BEGIN Data extracts

//! Application state for the web server.

use std::sync::Arc;

/// Largest request body accepted by the upload endpoints.
pub const DEFAULT_UPLOAD_LIMIT: usize = 256 * 1024 * 1024;

/// Read-only description of the running service.
#[derive(Debug)]
pub struct ServiceInfo {
    pub name: &'static str,
    pub version: &'static str,
}

/// Shared application state. Requests never mutate it.
#[derive(Clone)]
pub struct AppState {
    pub info: Arc<ServiceInfo>,
    /// Request body limit in bytes for multipart uploads.
    pub upload_limit: usize,
}

impl AppState {
    pub fn new() -> Self {
        Self {
            info: Arc::new(ServiceInfo {
                name: "tabprobe-api",
                version: env!("CARGO_PKG_VERSION"),
            }),
            upload_limit: DEFAULT_UPLOAD_LIMIT,
        }
    }

    pub fn with_upload_limit(mut self, bytes: usize) -> Self {
        self.upload_limit = bytes;
        self
    }
}

impl Default for AppState {
    fn default() -> Self {
        Self::new()
    }
}
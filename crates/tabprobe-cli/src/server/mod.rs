//! HTTP API over the quality engine.

pub mod app;
pub mod error;
pub mod handlers;
pub mod state;
//! Findings and the aggregate quality report.

use indexmap::IndexMap;
use serde::{Deserialize, Serialize};

/// The heuristic that produced a finding or a penalty.
#[derive(Debug, Clone, Copy, PartialEq, Eq, Hash, Serialize, Deserialize)]
#[serde(rename_all = "snake_case")]
pub enum QualityCheck {
    ConstantColumn,
    HighCardinality,
    IdDuplicates,
    ManyZeros,
    MissingValues,
    Outliers,
    CategoryImbalance,
    DatasetMissing,
    DatasetDuplicates,
}

impl QualityCheck {
    /// Score points deducted per flagged column. Dataset-level checks carry a
    /// ratio-dependent penalty instead and report 0 here.
    pub fn column_penalty(&self) -> u32 {
        match self {
            QualityCheck::ConstantColumn => 10,
            QualityCheck::HighCardinality => 5,
            QualityCheck::IdDuplicates => 15,
            QualityCheck::ManyZeros => 8,
            QualityCheck::MissingValues => 0,
            QualityCheck::Outliers => 7,
            QualityCheck::CategoryImbalance => 6,
            QualityCheck::DatasetMissing | QualityCheck::DatasetDuplicates => 0,
        }
    }

    /// Human-readable label.
    pub fn label(&self) -> &'static str {
        match self {
            QualityCheck::ConstantColumn => "Constant column",
            QualityCheck::HighCardinality => "High cardinality",
            QualityCheck::IdDuplicates => "Duplicate identifiers",
            QualityCheck::ManyZeros => "Many zero values",
            QualityCheck::MissingValues => "Missing values",
            QualityCheck::Outliers => "Outliers",
            QualityCheck::CategoryImbalance => "Imbalanced categories",
            QualityCheck::DatasetMissing => "Dataset missing cells",
            QualityCheck::DatasetDuplicates => "Dataset duplicate rows",
        }
    }
}

/// Points deducted from the score by one finding.
#[derive(Debug, Clone, PartialEq, Eq, Serialize, Deserialize)]
pub struct Penalty {
    pub check: QualityCheck,
    /// Column the penalty is tied to; `None` for dataset-level penalties.
    pub column: Option<String>,
    pub points: u32,
}

#[derive(Debug, Clone, PartialEq, Serialize, Deserialize)]
pub struct HighCardinalityFinding {
    pub column: String,
    pub unique_count: usize,
    pub threshold: usize,
}

#[derive(Debug, Clone, PartialEq, Serialize, Deserialize)]
pub struct IdDuplicateFinding {
    pub column: String,
    /// Cells equal to an earlier cell of the column.
    pub duplicate_count: usize,
    /// Cells in the column.
    pub total: usize,
}

#[derive(Debug, Clone, PartialEq, Serialize, Deserialize)]
pub struct ZeroFinding {
    pub column: String,
    pub zero_ratio: f64,
    pub threshold: f64,
}

#[derive(Debug, Clone, PartialEq, Serialize, Deserialize)]
pub struct MissingFinding {
    pub column: String,
    pub missing_count: usize,
    pub missing_ratio: f64,
    pub threshold: f64,
}

#[derive(Debug, Clone, PartialEq, Serialize, Deserialize)]
pub struct OutlierFinding {
    pub column: String,
    pub outliers_count: usize,
    pub outliers_ratio: f64,
    pub lower_bound: f64,
    pub upper_bound: f64,
    /// IQR multiplier used for the fences.
    pub threshold: f64,
}

#[derive(Debug, Clone, PartialEq, Serialize, Deserialize)]
pub struct ImbalanceFinding {
    pub column: String,
    pub dominant_category: String,
    pub dominant_ratio: f64,
    pub threshold: f64,
    pub unique_categories: usize,
}

/// Result of running every quality check over a table.
///
/// All fields are always present; a check with no hits leaves its list empty
/// and its flag `false`.
#[derive(Debug, Clone, PartialEq, Serialize, Deserialize)]
pub struct QualityReport {
    pub row_count: usize,
    pub column_count: usize,
    /// Bounded score in `[0, 100]`; 100 means nothing was flagged.
    pub quality_score: u8,

    pub has_constant_columns: bool,
    pub has_high_cardinality: bool,
    pub has_id_duplicates: bool,
    pub has_many_zeros: bool,
    pub has_missing: bool,
    pub has_duplicates: bool,
    pub has_outliers: bool,
    pub has_imbalanced_categories: bool,

    pub constant_columns: Vec<String>,
    pub high_cardinality_columns: Vec<HighCardinalityFinding>,
    pub duplicate_id_info: IndexMap<String, IdDuplicateFinding>,
    pub zero_columns: Vec<ZeroFinding>,
    pub columns_with_missing: Vec<MissingFinding>,
    pub outlier_columns: Vec<OutlierFinding>,
    pub imbalanced_columns: Vec<ImbalanceFinding>,

    /// Missing cells across the whole table.
    pub missing_count: usize,
    /// Rows equal to an earlier row.
    pub duplicate_count: usize,

    /// Every deduction applied to the score, in evaluation order.
    pub penalties: Vec<Penalty>,
}

impl QualityReport {
    /// Report for a table with nothing flagged.
    pub fn clean(row_count: usize, column_count: usize) -> Self {
        Self {
            row_count,
            column_count,
            quality_score: 100,
            has_constant_columns: false,
            has_high_cardinality: false,
            has_id_duplicates: false,
            has_many_zeros: false,
            has_missing: false,
            has_duplicates: false,
            has_outliers: false,
            has_imbalanced_categories: false,
            constant_columns: Vec::new(),
            high_cardinality_columns: Vec::new(),
            duplicate_id_info: IndexMap::new(),
            zero_columns: Vec::new(),
            columns_with_missing: Vec::new(),
            outlier_columns: Vec::new(),
            imbalanced_columns: Vec::new(),
            missing_count: 0,
            duplicate_count: 0,
            penalties: Vec::new(),
        }
    }

    /// Names of the high-cardinality columns.
    pub fn high_cardinality_names(&self) -> Vec<&str> {
        self.high_cardinality_columns
            .iter()
            .map(|f| f.column.as_str())
            .collect()
    }

    /// Total points deducted before clamping.
    pub fn total_penalty(&self) -> u32 {
        self.penalties.iter().map(|p| p.points).sum()
    }

    /// Number of column-level findings that carry a penalty.
    pub fn finding_count(&self) -> usize {
        self.constant_columns.len()
            + self.high_cardinality_columns.len()
            + self.duplicate_id_info.len()
            + self.zero_columns.len()
            + self.outlier_columns.len()
            + self.imbalanced_columns.len()
    }
}
//! Runs the quality checks and aggregates them into a scored report.

use tracing::info;

use super::checks;
use super::config::QualityConfig;
use super::metrics::{duplicate_penalty, missing_penalty};
use super::report::{Penalty, QualityCheck, QualityReport};
use crate::inference::ratio;
use crate::schema::Table;

/// Starting score before any deduction.
const MAX_SCORE: i64 = 100;

/// Quality heuristics engine.
///
/// Holds only its configuration; [`QualityEngine::analyze`] is a pure
/// function of the table and that configuration.
#[derive(Debug, Clone, Default)]
pub struct QualityEngine {
    config: QualityConfig,
}

impl QualityEngine {
    /// Create an engine with default thresholds.
    pub fn new() -> Self {
        Self::default()
    }

    /// Create an engine with custom thresholds.
    pub fn with_config(config: QualityConfig) -> Self {
        Self { config }
    }

    pub fn config(&self) -> &QualityConfig {
        &self.config
    }

    /// Run every check over the table and build the report.
    pub fn analyze(&self, table: &Table) -> QualityReport {
        let config = &self.config;
        let mut report = QualityReport::clean(table.row_count(), table.column_count());
        let mut penalties = Vec::new();

        report.constant_columns = checks::constant_columns(table);
        charge(&mut penalties, QualityCheck::ConstantColumn, &report.constant_columns);

        report.high_cardinality_columns = checks::high_cardinality(table, config);
        charge(
            &mut penalties,
            QualityCheck::HighCardinality,
            report.high_cardinality_columns.iter().map(|f| &f.column),
        );

        let id_duplicates = checks::id_duplicates(table);
        charge(
            &mut penalties,
            QualityCheck::IdDuplicates,
            id_duplicates.iter().map(|f| &f.column),
        );
        report.duplicate_id_info = id_duplicates
            .into_iter()
            .map(|f| (f.column.clone(), f))
            .collect();

        report.zero_columns = checks::many_zeros(table, config);
        charge(
            &mut penalties,
            QualityCheck::ManyZeros,
            report.zero_columns.iter().map(|f| &f.column),
        );

        // Informational: no penalty.
        report.columns_with_missing = checks::missing_values(table, config);

        report.outlier_columns = checks::outliers(table, config);
        charge(
            &mut penalties,
            QualityCheck::Outliers,
            report.outlier_columns.iter().map(|f| &f.column),
        );

        report.imbalanced_columns = checks::imbalanced_categories(table, config);
        charge(
            &mut penalties,
            QualityCheck::CategoryImbalance,
            report.imbalanced_columns.iter().map(|f| &f.column),
        );

        report.missing_count = table.missing_count();
        report.duplicate_count = table.duplicate_row_count();

        if config.dataset_penalties {
            let cells = table.row_count() * table.column_count();
            if let Some(points) = missing_penalty(ratio(report.missing_count, cells)) {
                penalties.push(dataset_penalty(QualityCheck::DatasetMissing, points));
            }
            if let Some(points) =
                duplicate_penalty(ratio(report.duplicate_count, table.row_count()))
            {
                penalties.push(dataset_penalty(QualityCheck::DatasetDuplicates, points));
            }
        }

        report.has_constant_columns = !report.constant_columns.is_empty();
        report.has_high_cardinality = !report.high_cardinality_columns.is_empty();
        report.has_id_duplicates = !report.duplicate_id_info.is_empty();
        report.has_many_zeros = !report.zero_columns.is_empty();
        report.has_missing = report.missing_count > 0;
        report.has_duplicates = report.duplicate_count > 0;
        report.has_outliers = !report.outlier_columns.is_empty();
        report.has_imbalanced_categories = !report.imbalanced_columns.is_empty();

        let deducted: i64 = penalties.iter().map(|p| i64::from(p.points)).sum();
        report.quality_score = (MAX_SCORE - deducted).clamp(0, MAX_SCORE) as u8;
        report.penalties = penalties;

        info!(
            rows = report.row_count,
            columns = report.column_count,
            findings = report.finding_count(),
            score = report.quality_score,
            "quality analysis complete"
        );

        report
    }
}

fn charge<'a>(
    penalties: &mut Vec<Penalty>,
    check: QualityCheck,
    columns: impl IntoIterator<Item = &'a String>,
) {
    penalties.extend(columns.into_iter().map(|column| Penalty {
        check,
        column: Some(column.clone()),
        points: check.column_penalty(),
    }));
}

fn dataset_penalty(check: QualityCheck, points: u32) -> Penalty {
    Penalty {
        check,
        column: None,
        points,
    }
}
//! Data source abstraction and metadata.

use std::path::PathBuf;

use chrono::{DateTime, Utc};
use serde::{Deserialize, Serialize};

/// Tokens read as a missing cell, besides the empty string. Matched exactly,
/// so `none` or a cell of spaces is text.
const NULL_TOKENS: &[&str] = &[
    "#N/A", "#N/A N/A", "#NA", "-1.#IND", "-1.#QNAN", "-NaN", "-nan", "1.#IND", "1.#QNAN",
    "<NA>", "N/A", "NA", "NULL", "NaN", "None", "n/a", "nan", "null",
];

/// Metadata about the source data file.
#[derive(Debug, Clone, Serialize, Deserialize)]
pub struct SourceMetadata {
    /// File name without path.
    pub file: String,
    /// Full path to the file.
    pub path: PathBuf,
    /// SHA-256 hash of the file contents.
    pub hash: String,
    /// File size in bytes.
    pub size_bytes: u64,
    /// Detected format (csv, tsv, etc.).
    pub format: String,
    /// Number of data rows (excluding header).
    pub row_count: usize,
    /// Number of columns.
    pub column_count: usize,
    /// When the file was loaded.
    pub loaded_at: DateTime<Utc>,
}

impl SourceMetadata {
    /// Create metadata for a file that has been parsed.
    pub fn new(
        path: PathBuf,
        hash: String,
        size_bytes: u64,
        format: String,
        row_count: usize,
        column_count: usize,
    ) -> Self {
        let file = path
            .file_name()
            .map(|s| s.to_string_lossy().into_owned())
            .unwrap_or_default();

        Self {
            file,
            path,
            hash,
            size_bytes,
            format,
            row_count,
            column_count,
            loaded_at: Utc::now(),
        }
    }
}

/// Raw parsed tabular data, every cell still a string.
#[derive(Debug, Clone)]
pub struct DataTable {
    /// Column headers.
    pub headers: Vec<String>,
    /// Row data as strings (row-major order).
    pub rows: Vec<Vec<String>>,
    /// The delimiter used.
    pub delimiter: u8,
}

impl DataTable {
    /// Create a new data table.
    pub fn new(headers: Vec<String>, rows: Vec<Vec<String>>, delimiter: u8) -> Self {
        Self {
            headers,
            rows,
            delimiter,
        }
    }

    /// Get the number of columns.
    pub fn column_count(&self) -> usize {
        self.headers.len()
    }

    /// Get the number of rows (excluding header).
    pub fn row_count(&self) -> usize {
        self.rows.len()
    }

    /// Get all values for a column by index.
    pub fn column_values(&self, index: usize) -> impl Iterator<Item = &str> {
        self.rows
            .iter()
            .map(move |row| row.get(index).map(|s| s.as_str()).unwrap_or(""))
    }

    /// Get a specific cell value.
    pub fn get(&self, row: usize, col: usize) -> Option<&str> {
        self.rows.get(row).and_then(|r| r.get(col).map(|s| s.as_str()))
    }

    /// Short format label derived from the delimiter.
    pub fn format(&self) -> &'static str {
        match self.delimiter {
            b'\t' => "tsv",
            b',' => "csv",
            b';' => "csv-semicolon",
            b'|' => "psv",
            _ => "delimited",
        }
    }

    /// Check if a raw value represents a missing/null cell.
    pub fn is_null_value(value: &str) -> bool {
        value.is_empty() || NULL_TOKENS.contains(&value)
    }
}
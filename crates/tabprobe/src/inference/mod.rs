//! Inference helpers for column kinds and distribution statistics.

mod statistical;

pub use statistical::{infer_kind, parse_cell, quantile_sorted, ratio, Quartiles};
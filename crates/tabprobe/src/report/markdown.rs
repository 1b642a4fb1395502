//! Markdown report writer.

use std::fmt;
use std::fs;
use std::path::{Path, PathBuf};

use tracing::info;

use crate::error::{Result, TabprobeError};
use crate::quality::{QualityConfig, QualityReport};
use crate::schema::{ColumnKind, Table};
use crate::stats::BasicStats;

/// File name of the report inside the output directory.
pub const REPORT_FILE_NAME: &str = "report.md";

/// Presentation options that do not affect the analysis.
#[derive(Debug, Clone, PartialEq, Eq)]
pub struct ReportOptions {
    pub title: String,
    /// Echoed in the parameters section; histograms are not rendered.
    pub max_hist_columns: usize,
    /// Number of most frequent values listed per categorical column.
    pub top_k_categories: usize,
}

impl Default for ReportOptions {
    fn default() -> Self {
        Self {
            title: "EDA Report".to_string(),
            max_hist_columns: 5,
            top_k_categories: 10,
        }
    }
}

/// A Markdown rendering of one analysis.
///
/// Rendering goes through [`fmt::Display`]; [`MarkdownReport::write_to`]
/// places the result in `<out_dir>/report.md`.
pub struct MarkdownReport<'a> {
    table: &'a Table,
    stats: &'a BasicStats,
    quality: &'a QualityReport,
    config: &'a QualityConfig,
    options: &'a ReportOptions,
}

impl<'a> MarkdownReport<'a> {
    pub fn new(
        table: &'a Table,
        stats: &'a BasicStats,
        quality: &'a QualityReport,
        config: &'a QualityConfig,
        options: &'a ReportOptions,
    ) -> Self {
        Self {
            table,
            stats,
            quality,
            config,
            options,
        }
    }

    /// Write the report, creating `out_dir` if needed, and return its path.
    pub fn write_to(&self, out_dir: impl AsRef<Path>) -> Result<PathBuf> {
        let out_dir = out_dir.as_ref();
        fs::create_dir_all(out_dir).map_err(|e| TabprobeError::io(out_dir, e))?;

        let path = out_dir.join(REPORT_FILE_NAME);
        fs::write(&path, self.to_string()).map_err(|e| TabprobeError::io(&path, e))?;

        info!(path = %path.display(), "wrote markdown report");
        Ok(path)
    }

    fn write_statistics(&self, f: &mut fmt::Formatter<'_>) -> fmt::Result {
        writeln!(f, "## Dataset Statistics\n")?;
        writeln!(f, "- Rows: {}", self.stats.row_count)?;
        writeln!(f, "- Columns: {}", self.stats.column_count)?;
        writeln!(
            f,
            "- Numeric columns: {}",
            self.stats.count_of(ColumnKind::Numeric)
        )?;
        writeln!(
            f,
            "- Categorical columns: {}\n",
            self.stats.count_of(ColumnKind::Categorical)
        )?;

        if !self.stats.columns.is_empty() {
            writeln!(f, "| Column | Kind |")?;
            writeln!(f, "|--------|------|")?;
            for column in &self.stats.columns {
                writeln!(f, "| {} | {} |", table_cell(&column.name), column.kind)?;
            }
            writeln!(f)?;
        }
        Ok(())
    }

    fn write_quality(&self, f: &mut fmt::Formatter<'_>) -> fmt::Result {
        let q = self.quality;
        writeln!(f, "## Data Quality Assessment\n")?;
        writeln!(f, "- Quality score: {}/100", q.quality_score)?;
        writeln!(f, "- Has missing values: {}", q.has_missing)?;
        writeln!(f, "- Missing count: {}", q.missing_count)?;
        writeln!(f, "- Has duplicates: {}", q.has_duplicates)?;
        writeln!(f, "- Duplicate count: {}\n", q.duplicate_count)?;

        if !q.penalties.is_empty() {
            writeln!(f, "| Check | Column | Points |")?;
            writeln!(f, "|-------|--------|--------|")?;
            for penalty in &q.penalties {
                writeln!(
                    f,
                    "| {} | {} | -{} |",
                    penalty.check.label(),
                    table_cell(penalty.column.as_deref().unwrap_or("(dataset)")),
                    penalty.points
                )?;
            }
            writeln!(f)?;
        }
        Ok(())
    }

    fn write_core_heuristics(&self, f: &mut fmt::Formatter<'_>) -> fmt::Result {
        let q = self.quality;
        writeln!(f, "## Quality Heuristics\n")?;

        if q.has_constant_columns {
            writeln!(
                f,
                "- **Constant columns detected**: {}",
                q.constant_columns.join(", ")
            )?;
        } else {
            writeln!(f, "- No constant columns found")?;
        }

        if q.has_high_cardinality {
            writeln!(
                f,
                "- **High cardinality columns** (> {} unique values): {}",
                self.config.high_cardinality_threshold,
                q.high_cardinality_names().join(", ")
            )?;
        } else {
            writeln!(f, "- No high cardinality categorical columns")?;
        }

        if q.has_id_duplicates {
            writeln!(f, "- **ID duplicates found**:")?;
            for info in q.duplicate_id_info.values() {
                writeln!(
                    f,
                    "  - {}: {} duplicates out of {} rows",
                    info.column, info.duplicate_count, info.total
                )?;
            }
        } else {
            writeln!(f, "- No duplicated identifiers")?;
        }

        if q.has_many_zeros {
            writeln!(
                f,
                "- **Many zero values detected** (> {}):",
                percent(self.config.zero_threshold, 0)
            )?;
            for finding in &q.zero_columns {
                writeln!(f, "  - {}: {} zeros", finding.column, percent(finding.zero_ratio, 1))?;
            }
        } else {
            writeln!(f, "- No columns dominated by zeros")?;
        }

        if q.columns_with_missing.is_empty() {
            writeln!(
                f,
                "- No columns above {} missing",
                percent(self.config.min_missing_share, 0)
            )?;
        } else {
            writeln!(
                f,
                "- **Columns with missing values** (> {}):",
                percent(self.config.min_missing_share, 0)
            )?;
            for finding in &q.columns_with_missing {
                writeln!(
                    f,
                    "  - {}: {} missing ({})",
                    finding.column,
                    finding.missing_count,
                    percent(finding.missing_ratio, 1)
                )?;
            }
        }
        writeln!(f)
    }

    fn write_extended_heuristics(&self, f: &mut fmt::Formatter<'_>) -> fmt::Result {
        let q = self.quality;
        writeln!(f, "## Extended Heuristics\n")?;

        if q.has_outliers {
            writeln!(
                f,
                "- **Outliers detected** (IQR multiplier: {}):",
                self.config.outlier_threshold
            )?;
            for finding in &q.outlier_columns {
                writeln!(
                    f,
                    "  - {}: {} outliers ({}) outside [{:.2}, {:.2}]",
                    finding.column,
                    finding.outliers_count,
                    percent(finding.outliers_ratio, 1),
                    finding.lower_bound,
                    finding.upper_bound
                )?;
            }
        } else {
            writeln!(f, "- No significant outliers detected")?;
        }

        if q.has_imbalanced_categories {
            writeln!(
                f,
                "- **Imbalanced categories detected** (threshold: {}):",
                percent(self.config.imbalance_threshold, 0)
            )?;
            for finding in &q.imbalanced_columns {
                writeln!(
                    f,
                    "  - {}: '{}' is {} of data",
                    finding.column,
                    finding.dominant_category,
                    percent(finding.dominant_ratio, 1)
                )?;
            }
        } else {
            writeln!(f, "- Categories are reasonably balanced")?;
        }
        writeln!(f)
    }

    fn write_top_categories(&self, f: &mut fmt::Formatter<'_>) -> fmt::Result {
        let categorical: Vec<_> = self
            .table
            .columns()
            .iter()
            .filter(|c| c.kind().is_categorical())
            .collect();
        if categorical.is_empty() {
            return Ok(());
        }

        writeln!(f, "## Top Categories\n")?;
        for column in categorical {
            writeln!(f, "### {}\n", column.name())?;
            writeln!(f, "| Value | Count |")?;
            writeln!(f, "|-------|-------|")?;
            for (value, count) in column.top_values(self.options.top_k_categories) {
                writeln!(f, "| {} | {} |", table_cell(value), count)?;
            }
            writeln!(f)?;
        }
        Ok(())
    }

    fn write_parameters(&self, f: &mut fmt::Formatter<'_>) -> fmt::Result {
        let c = self.config;
        writeln!(f, "## Report Parameters\n")?;
        writeln!(f, "- Max histogram columns: {}", self.options.max_hist_columns)?;
        writeln!(f, "- Top categories shown: {}", self.options.top_k_categories)?;
        writeln!(f, "- Missing values threshold: {}", percent(c.min_missing_share, 0))?;
        writeln!(f, "- High cardinality threshold: {}", c.high_cardinality_threshold)?;
        writeln!(f, "- Zero values threshold: {}", percent(c.zero_threshold, 0))?;
        writeln!(f, "- Outlier IQR multiplier: {}", c.outlier_threshold)?;
        writeln!(f, "- Imbalance threshold: {}", percent(c.imbalance_threshold, 0))?;
        writeln!(f, "- Dataset penalties: {}", c.dataset_penalties)?;
        writeln!(f, "- Generated by tabprobe v{}", env!("CARGO_PKG_VERSION"))
    }
}

impl fmt::Display for MarkdownReport<'_> {
    fn fmt(&self, f: &mut fmt::Formatter<'_>) -> fmt::Result {
        writeln!(f, "# {}\n", self.options.title)?;
        self.write_statistics(f)?;
        self.write_quality(f)?;
        self.write_core_heuristics(f)?;
        self.write_extended_heuristics(f)?;
        self.write_top_categories(f)?;
        self.write_parameters(f)
    }
}

fn percent(share: f64, decimals: usize) -> String {
    format!("{:.*}%", decimals, share * 100.0)
}

/// Text safe to place inside a Markdown table cell.
fn table_cell(text: &str) -> String {
    text.replace('|', "\\|").replace(['\r', '\n'], " ")
}
//! Data-quality heuristics.
//!
//! Each check in [`checks`] inspects one aspect of a [`Table`](crate::Table)
//! and returns typed findings. [`QualityEngine`] runs them in a fixed order,
//! charges a per-column penalty for each finding and folds the result into a
//! [`QualityReport`] with a score in `[0, 100]`.

pub mod checks;
mod config;
mod engine;
pub mod metrics;
mod report;

pub use config::QualityConfig;
pub use engine::QualityEngine;
pub use metrics::{score_metrics, DatasetMetrics, MetricsFlags, MetricsScore};
pub use report::{
    HighCardinalityFinding, IdDuplicateFinding, ImbalanceFinding, MissingFinding,
    OutlierFinding, Penalty, QualityCheck, QualityReport, ZeroFinding,
};
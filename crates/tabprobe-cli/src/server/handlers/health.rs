//! Service info and liveness handlers.

use axum::{extract::State, Json};
use serde::Serialize;

use crate::server::state::AppState;

#[derive(Serialize)]
pub struct HealthResponse {
    pub status: &'static str,
    pub service: &'static str,
}

#[derive(Serialize)]
pub struct RootResponse {
    pub service: &'static str,
    pub version: &'static str,
    pub endpoints: Vec<EndpointInfo>,
}

#[derive(Serialize)]
pub struct EndpointInfo {
    pub route: &'static str,
    pub description: &'static str,
}

const ENDPOINTS: &[(&str, &str)] = &[
    ("GET /health", "Service liveness check"),
    ("POST /quality", "Score a dataset from its shape metrics"),
    ("POST /quality-from-csv", "Score an uploaded CSV file from its shape metrics"),
    (
        "POST /quality-flags-from-csv",
        "Run every quality heuristic over an uploaded CSV file",
    ),
];

/// Describe the service and its endpoints.
pub async fn root(State(state): State<AppState>) -> Json<RootResponse> {
    Json(RootResponse {
        service: state.info.name,
        version: state.info.version,
        endpoints: ENDPOINTS
            .iter()
            .map(|&(route, description)| EndpointInfo { route, description })
            .collect(),
    })
}

pub async fn health(State(state): State<AppState>) -> Json<HealthResponse> {
    Json(HealthResponse {
        status: "healthy",
        service: state.info.name,
    })
}
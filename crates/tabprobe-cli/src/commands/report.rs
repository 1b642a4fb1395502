//! Report command - write a Markdown report for a dataset.

use std::path::PathBuf;

use colored::Colorize;
use tabprobe::{load, Analyzer, AnalyzerConfig, MarkdownReport, ReportOptions};

use crate::cli::ThresholdArgs;

pub fn run(
    file: PathBuf,
    out_dir: PathBuf,
    title: String,
    max_hist_columns: usize,
    top_k_categories: usize,
    thresholds: ThresholdArgs,
) -> Result<(), Box<dyn std::error::Error>> {
    let config = thresholds.to_config()?;
    let table = load(&file)?;

    let analyzer = Analyzer::with_config(AnalyzerConfig {
        quality: config,
        ..AnalyzerConfig::default()
    });
    let (stats, _, quality) = analyzer.analyze_table(&table);

    let options = ReportOptions {
        title,
        max_hist_columns,
        top_k_categories,
    };
    let path = MarkdownReport::new(
        &table,
        &stats,
        &quality,
        analyzer.quality_config(),
        &options,
    )
    .write_to(&out_dir)?;

    println!(
        "{} {} (quality score {}/100)",
        "Report written to".green().bold(),
        path.display(),
        quality.quality_score
    );

    Ok(())
}
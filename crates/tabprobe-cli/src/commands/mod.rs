//! CLI command implementations.

pub mod overview;
pub mod report;
pub mod serve;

END Data extracts

• What the exercise asks:
Give the count of lines containing the word "shape" in the listing, and no other text.

• Expected answer:
2